____ Exercise inputs

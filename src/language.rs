/// Language codes offered by the selectors, in display order.
pub const LANGUAGES: &[&str] = &[
    "en", "es", "fr", "de", "it", "pt", "ru", "ja", "ko", "zh-CN", "zh-TW", "ar", "hi", "tr", "id",
];

pub fn display_name(code: &str) -> &str {
    match code {
        "en" => "English",
        "es" => "Spanish",
        "fr" => "French",
        "de" => "German",
        "it" => "Italian",
        "pt" => "Portuguese",
        "ru" => "Russian",
        "ja" => "Japanese",
        "ko" => "Korean",
        "zh-CN" => "Chinese (Simplified)",
        "zh-TW" => "Chinese (Traditional)",
        "ar" => "Arabic",
        "hi" => "Hindi",
        "tr" => "Turkish",
        "id" => "Indonesian",
        _ => code,
    }
}

pub fn is_supported(code: &str) -> bool {
    LANGUAGES.contains(&code)
}

/// Maps a UI language code to the code LibreTranslate expects.
/// Unlisted codes pass through unchanged.
pub fn to_libretranslate(code: &str) -> &str {
    match code {
        "zh-CN" | "zh-TW" => "zh",
        "en" => "en",
        _ => code,
    }
}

________

### Try it
Say how many lines in the records hold the string "Chinese". Give no other words.

### Task output
2